While some parts of the article are up for debate, what seems very clear is that Motyl is confident in Ukraine’s long-term prospects. He boldly proclaims that, “the current stand-off is the best of all possible worlds for Kiev” and that “time is on Ukraine’s side”.

As always, it’s helpful to take a step away from political rhetoric and towards hard data.

As noted in the World Bank's most recent macroeconomic update, Ukraine's economic output contracted sharply over the course of 2014, with the year-over-year decrease in GDP hitting 14.8% in the fourth quarter. That is to say that the recent trend is of not of improving but of worsening economic performance. Ukraine’s recession isn’t slowing down, it’s actually speeding up.

Even more troublingly for the country's short- and mid-term prospects, this accelerating decline in output coincided with a further deterioration in the current account balance. After improving during 2013 and the first half of 2014, largely due to the impact of the hrynia’s devaluation, the current account balance was "almost zero" over the summer. However the current account balance then deteriorated for the next six months, ending the year with a deficit of 4.1% of GDP.

That is not sustainable.

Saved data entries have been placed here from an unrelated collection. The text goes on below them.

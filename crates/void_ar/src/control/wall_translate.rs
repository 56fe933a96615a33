//! Dragging the model along a wall

use glam::{Quat, Vec2, Vec3};
use void_math::Plane;

use super::{ArControl, ControlState, HoverLift};
use crate::config::ArConfig;
use crate::context::{ControlInput, XrRenderContext};
use crate::gesture::Gesture;
use crate::placement::{intersect_drag_plane, is_wall_hit, reposition_wall_plane, WALL_OFFSET_HYSTERESIS};

/// Moves the model across a vertical drag plane.
///
/// When the finger crosses onto a different wall the plane follows, and
/// the model turns with it so it keeps facing out of the surface.
#[derive(Debug, Clone)]
pub struct WallTranslateControl {
    state: ControlState,
    wall_threshold: f32,
    angle_threshold: f32,
    max_distance: f32,
    plane: Plane,
    wall_position: Vec3,
    grab_offset: Option<Vec3>,
    pending_turn: Option<Quat>,
    turned_normal: Option<Vec3>,
    lift: HoverLift,
}

impl WallTranslateControl {
    pub fn new(config: &ArConfig) -> Self {
        Self {
            state: ControlState::new(),
            wall_threshold: config.wall_threshold,
            angle_threshold: config.wall_angle_threshold_deg.to_radians(),
            max_distance: config.max_drag_distance,
            plane: Plane::from_point_normal(Vec3::ZERO, Vec3::Z),
            wall_position: Vec3::ZERO,
            grab_offset: None,
            pending_turn: None,
            turned_normal: None,
            lift: HoverLift::new(config),
        }
    }

    /// Rest the model at `position` on a wall facing `normal`
    pub fn init_wall(&mut self, position: Vec3, normal: Vec3) {
        self.wall_position = position;
        self.plane = Plane::from_point_normal(position, normal);
        self.pending_turn = None;
        self.turned_normal = None;
    }

    #[inline]
    pub fn wall_position(&self) -> Vec3 {
        self.wall_position
    }

    #[inline]
    pub fn wall_normal(&self) -> Vec3 {
        self.plane.normal
    }

    #[inline]
    pub fn drag_plane(&self) -> &Plane {
        &self.plane
    }

    /// New wall normal if the model was turned onto another wall since
    /// the last call
    pub fn take_orientation_change(&mut self) -> Option<Vec3> {
        self.turned_normal.take()
    }

    fn target_point(&mut self, ctx: &XrRenderContext<'_>, input: &ControlInput) -> Option<Vec3> {
        if let Some(hit) = input.hit_pose.filter(|hit| is_wall_hit(hit, self.wall_threshold)) {
            let old_normal = self.plane.normal;
            if reposition_wall_plane(&mut self.plane, &hit, self.angle_threshold, WALL_OFFSET_HYSTERESIS) {
                let new_normal = self.plane.normal;
                if old_normal.angle_between(new_normal) >= self.angle_threshold {
                    let turn = Quat::from_rotation_arc(old_normal, new_normal);
                    self.pending_turn = Some(self.pending_turn.map_or(turn, |prev| turn * prev));
                    // The grab point is relative to the old wall.
                    self.grab_offset = None;
                }
            }
            return Some(self.plane.project_point(hit.position()));
        }

        let finger = input.coords.first()?;
        intersect_drag_plane(ctx.camera, *finger, &self.plane, self.max_distance)
    }
}

impl ArControl for WallTranslateControl {
    fn enabled(&self) -> bool {
        self.state.enabled
    }

    fn active(&self) -> bool {
        self.state.active
    }

    fn enable(&mut self) {
        self.state.enabled = true;
    }

    fn disable(&mut self) {
        self.state.disable();
        self.grab_offset = None;
    }

    fn activate(&mut self, _ctx: &XrRenderContext<'_>, gesture: Gesture) {
        if !self.state.activate() {
            return;
        }
        log::debug!("Wall translate activated by {:?}", gesture);
        self.grab_offset = None;
        self.lift.start();
    }

    fn deactivate(&mut self) {
        if self.state.active {
            self.lift.release();
        }
        self.state.active = false;
        self.grab_offset = None;
    }

    fn set_initial_pos(&mut self, _ctx: &XrRenderContext<'_>, _coords: &[Vec2]) {
        self.grab_offset = None;
    }

    fn process(&mut self, ctx: &XrRenderContext<'_>, input: &ControlInput) {
        if !self.state.is_running() {
            return;
        }
        let Some(point) = self.target_point(ctx, input) else {
            return;
        };

        let resting = self.wall_position;
        let offset = *self.grab_offset.get_or_insert_with(|| resting - point);
        self.wall_position = self.plane.project_point(point + offset);
    }

    fn update(&mut self, ctx: &mut XrRenderContext<'_>, delta_ms: f32) {
        if !self.state.enabled || (!self.state.active && !self.lift.is_animating()) {
            return;
        }

        if let Some(turn) = self.pending_turn.take() {
            let rotation = (turn * ctx.model.transform.rotation).normalize();
            ctx.model.transform.rotation = rotation;
            self.turned_normal = Some(self.plane.normal);
            log::debug!("Model turned onto wall with normal {:?}", self.plane.normal);
        }

        let offset = self.lift.update(delta_ms);
        ctx.model.transform.position = self.wall_position + self.plane.normal * offset;
    }
}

Even after the infusion of International Monetary Fund cash, by March Ukraine’s total foreign reserves were less than $10bn, half their level at the end of 2013. Given its extremely precarious financial situation, Ukraine simply cannot continue to run large deficits in the current account. Further devaluation (and the economic pain it will bring to the average Ukrainian) is essentially inevitable.

In contrast to Motyl’s optimism about East Ukraine’s economic implosion, it’s interesting to note what the World Bank thinks. Here’s what the report said:

The impact of the currency devaluation was dampened by conflict-related disruptions in export-oriented industries in the east and a seasonal increase in imports of gas and coal (after local coal production was damaged in the conflict areas).

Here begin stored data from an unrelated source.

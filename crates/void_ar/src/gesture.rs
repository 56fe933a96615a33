//! Gesture flags
//!
//! Controllers opt into gestures by OR-ing flags into the deadzone
//! checker's testing set; a detection matches a controller when the flags
//! intersect.

bitflags::bitflags! {
    /// Manipulation gesture classes
    #[derive(Debug, Clone, Copy, PartialEq, Eq, Hash)]
    pub struct Gesture: u32 {
        const ONE_FINGER_HORIZONTAL = 1;
        const ONE_FINGER_VERTICAL = 1 << 1;
        const ONE_FINGER = Self::ONE_FINGER_HORIZONTAL.bits() | Self::ONE_FINGER_VERTICAL.bits();
        const TWO_FINGER_HORIZONTAL = 1 << 2;
        const TWO_FINGER_VERTICAL = 1 << 3;
        const TWO_FINGER = Self::TWO_FINGER_HORIZONTAL.bits() | Self::TWO_FINGER_VERTICAL.bits();
        const PINCH = 1 << 4;
    }
}

impl Gesture {
    /// No gesture
    pub const NONE: Self = Self::empty();

    #[inline]
    pub fn is_none(&self) -> bool {
        self.is_empty()
    }

    /// Number of fingers the gesture is made with
    pub fn finger_count(&self) -> usize {
        if self.intersects(Gesture::ONE_FINGER) {
            1
        } else if self.intersects(Gesture::TWO_FINGER | Gesture::PINCH) {
            2
        } else {
            0
        }
    }
}

impl Default for Gesture {
    fn default() -> Self {
        Self::NONE
    }
}
//! Per-frame render context and the placed model

use glam::{Mat4, Quat, Vec2, Vec3};
use void_math::{Aabb, Ray, Sphere, Transform};
use void_xr::{HitPose, XrCamera, XrFrame};

/// Screen size in pixels
#[derive(Debug, Clone, Copy, PartialEq)]
pub struct ScreenSize {
    pub width: f32,
    pub height: f32,
}

impl ScreenSize {
    pub fn new(width: f32, height: f32) -> Self {
        Self { width, height }
    }

    /// Width over height; 1 for degenerate sizes
    pub fn aspect(&self) -> f32 {
        if self.width > 0.0 && self.height > 0.0 {
            self.width / self.height
        } else {
            1.0
        }
    }
}

/// Express a normalized screen point in units of the longer screen side.
///
/// Normalized coordinates span `[-1, 1]` on both axes whatever the screen
/// shape, so the axis along the shorter side is scaled down by the aspect
/// ratio. Distances and angles measured afterwards are the same in every
/// direction on the glass.
pub fn aspect_corrected(point: Vec2, aspect: f32) -> Vec2 {
    if aspect > 1.0 {
        Vec2::new(point.x, point.y / aspect)
    } else {
        Vec2::new(point.x * aspect, point.y)
    }
}

impl Default for ScreenSize {
    fn default() -> Self {
        Self::new(1.0, 1.0)
    }
}

/// The model being placed, as seen by the AR code
#[derive(Debug, Clone, Copy, PartialEq)]
pub struct ArModel {
    /// World transform
    pub transform: Transform,
    /// Bounding box in model space
    pub local_bounds: Aabb,
}

impl ArModel {
    pub fn new(transform: Transform, local_bounds: Aabb) -> Self {
        Self { transform, local_bounds }
    }

    #[inline]
    pub fn world_matrix(&self) -> Mat4 {
        self.transform.to_matrix()
    }

    /// Bounding box in world space
    pub fn world_bounds(&self) -> Aabb {
        self.local_bounds.transform(&self.world_matrix())
    }

    pub fn bounding_sphere(&self) -> Sphere {
        Sphere::from_aabb(&self.world_bounds())
    }

    /// Whether a ray hits the model's world bounding box
    pub fn is_hit_by(&self, ray: &Ray) -> bool {
        self.world_bounds().intersect_ray(ray).is_some()
    }
}

impl Default for ArModel {
    fn default() -> Self {
        Self::new(
            Transform::IDENTITY,
            Aabb::from_center_half_extents(Vec3::ZERO, Vec3::splat(0.5)),
        )
    }
}

/// Everything a controller may touch during one XR frame.
///
/// Rebuilt by the caller every frame; controllers only borrow it.
pub struct XrRenderContext<'a> {
    pub model: &'a mut ArModel,
    pub camera: &'a XrCamera,
    pub frame: &'a XrFrame,
    pub size: ScreenSize,
    pub delta_ms: f32,
}

impl<'a> XrRenderContext<'a> {
    pub fn new(
        model: &'a mut ArModel,
        camera: &'a XrCamera,
        frame: &'a XrFrame,
        size: ScreenSize,
        delta_ms: f32,
    ) -> Self {
        Self {
            model,
            camera,
            frame,
            size,
            delta_ms,
        }
    }

    #[inline]
    pub fn aspect(&self) -> f32 {
        self.size.aspect()
    }

    /// Input for controllers, taken from this frame's transient hits
    pub fn control_input(&self) -> ControlInput {
        ControlInput::from_frame(self.frame)
    }
}

/// Input handed to [`ArControl::process`](crate::control::ArControl::process)
#[derive(Debug, Clone, Default, PartialEq)]
pub struct ControlInput {
    /// Touch points in normalized device coordinates, no aspect correction
    pub coords: Vec<Vec2>,
    /// First resolved surface hit under the first finger
    pub hit_pose: Option<HitPose>,
}

impl ControlInput {
    pub fn new(coords: Vec<Vec2>, hit_pose: Option<HitPose>) -> Self {
        Self { coords, hit_pose }
    }

    pub fn from_frame(frame: &XrFrame) -> Self {
        Self {
            coords: frame.input_coords(),
            hit_pose: frame.transient_hit_pose(),
        }
    }

    #[inline]
    pub fn finger_count(&self) -> usize {
        self.coords.len()
    }

    /// Midpoint of the first two fingers, or the first finger alone
    pub fn center(&self) -> Option<Vec2> {
        match self.coords.as_slice() {
            [] => None,
            [only] => Some(*only),
            [a, b, ..] => Some((*a + *b) * 0.5),
        }
    }
}

/// Rotation that lays the model's up axis along `normal`
pub fn align_up(normal: Vec3) -> Quat {
    Quat::from_rotation_arc(Vec3::Y, normal.normalize_or_zero())
}
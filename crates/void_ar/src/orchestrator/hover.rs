//! Hover placement: the model floats in front of the camera

use super::{ControlKind, GestureRoute, GestureRouter, PlacementAnchor, PlacementControl};
use crate::config::ArConfig;
use crate::context::XrRenderContext;
use crate::control::{HoverRotateControl, HoverTranslateControl};
use crate::gesture::Gesture;

/// One finger rotates, two fingers move, a pinch scales. The touch
/// position relative to the model does not matter.
#[derive(Debug, Clone)]
pub struct ArHoverControl {
    router: GestureRouter<HoverRotateControl, HoverTranslateControl>,
}

impl ArHoverControl {
    pub fn new(config: &ArConfig) -> Self {
        let routes = vec![
            GestureRoute::always(Gesture::ONE_FINGER, ControlKind::Rotate),
            GestureRoute::always(Gesture::TWO_FINGER, ControlKind::Translate),
            GestureRoute::always(Gesture::PINCH, ControlKind::Scale),
        ];
        Self {
            router: GestureRouter::new(
                config,
                routes,
                HoverRotateControl::new(config.rotate_speed, config.rotate_duration_ms),
                HoverTranslateControl::new(config),
            ),
        }
    }

    #[inline]
    pub fn router(&self) -> &GestureRouter<HoverRotateControl, HoverTranslateControl> {
        &self.router
    }

    #[inline]
    pub fn router_mut(&mut self) -> &mut GestureRouter<HoverRotateControl, HoverTranslateControl> {
        &mut self.router
    }
}

impl PlacementControl for ArHoverControl {
    fn init(&mut self, ctx: &mut XrRenderContext<'_>, anchor: &PlacementAnchor) {
        self.router.rotate.update_rotation(ctx.model.transform.rotation);
        self.router.scale.init(ctx.model);
        self.router.enable();
        log::info!("Hover control initialized at {:?}", anchor.position);
    }

    fn destroy(&mut self) {
        self.router.disable();
    }

    fn enable(&mut self) {
        self.router.enable();
    }

    fn disable(&mut self) {
        self.router.disable();
    }

    fn is_enabled(&self) -> bool {
        self.router.is_enabled()
    }

    fn update(&mut self, ctx: &mut XrRenderContext<'_>) {
        self.router.update(ctx);
    }

    fn on_select_start(&mut self, ctx: &XrRenderContext<'_>) {
        self.router.on_select_start(ctx);
    }

    fn on_select_end(&mut self) {
        self.router.on_select_end();
    }
}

Put simply, Ukraine needs to import a lot less foreign energy, but the only realistic way it has of doing so (coal production in the Donbas) is impossible because of the war. It’s not clear how or if that is a problem for Russia (whose current account is positive and whose foreign reserves are still more than $350 billion), but it’s very clearly an enormous problem for Kyiv.

As if that wasn't enough, there was also a noticeable weakening in Ukraine’s external debt position: huge expenditures to fund the government's ongoing military operations, cover a rising Naftogaz deficit, and recapitalize the Deposit Guarantee Fund resulted in a sharp increase in the ratio of public and publicly-guaranteed debt to GDP from 40.6% in 2013 to 70.3% in 2014. By the end of 2015, this debt is projected to be a full 88% of GDP, before starting to gradually decline. However, even by 2018 publicly guaranteed debt (72.6%) will remain higher than its 2014 level. Ukraine’s mid-term fiscal future, then, is a harrowing one full of a sea of red ink. 

If, as Motyl says, "time is on Ukraine's side", then we should all tremble to think what the situation would look like if it wasn't.

Ukraine, far from being on course for rapid convergence with the West, remains on the edge of a harrowing economic collapse. You can, like Motyl, pretend that this isn’t the case, but reality has little patience for such illusions.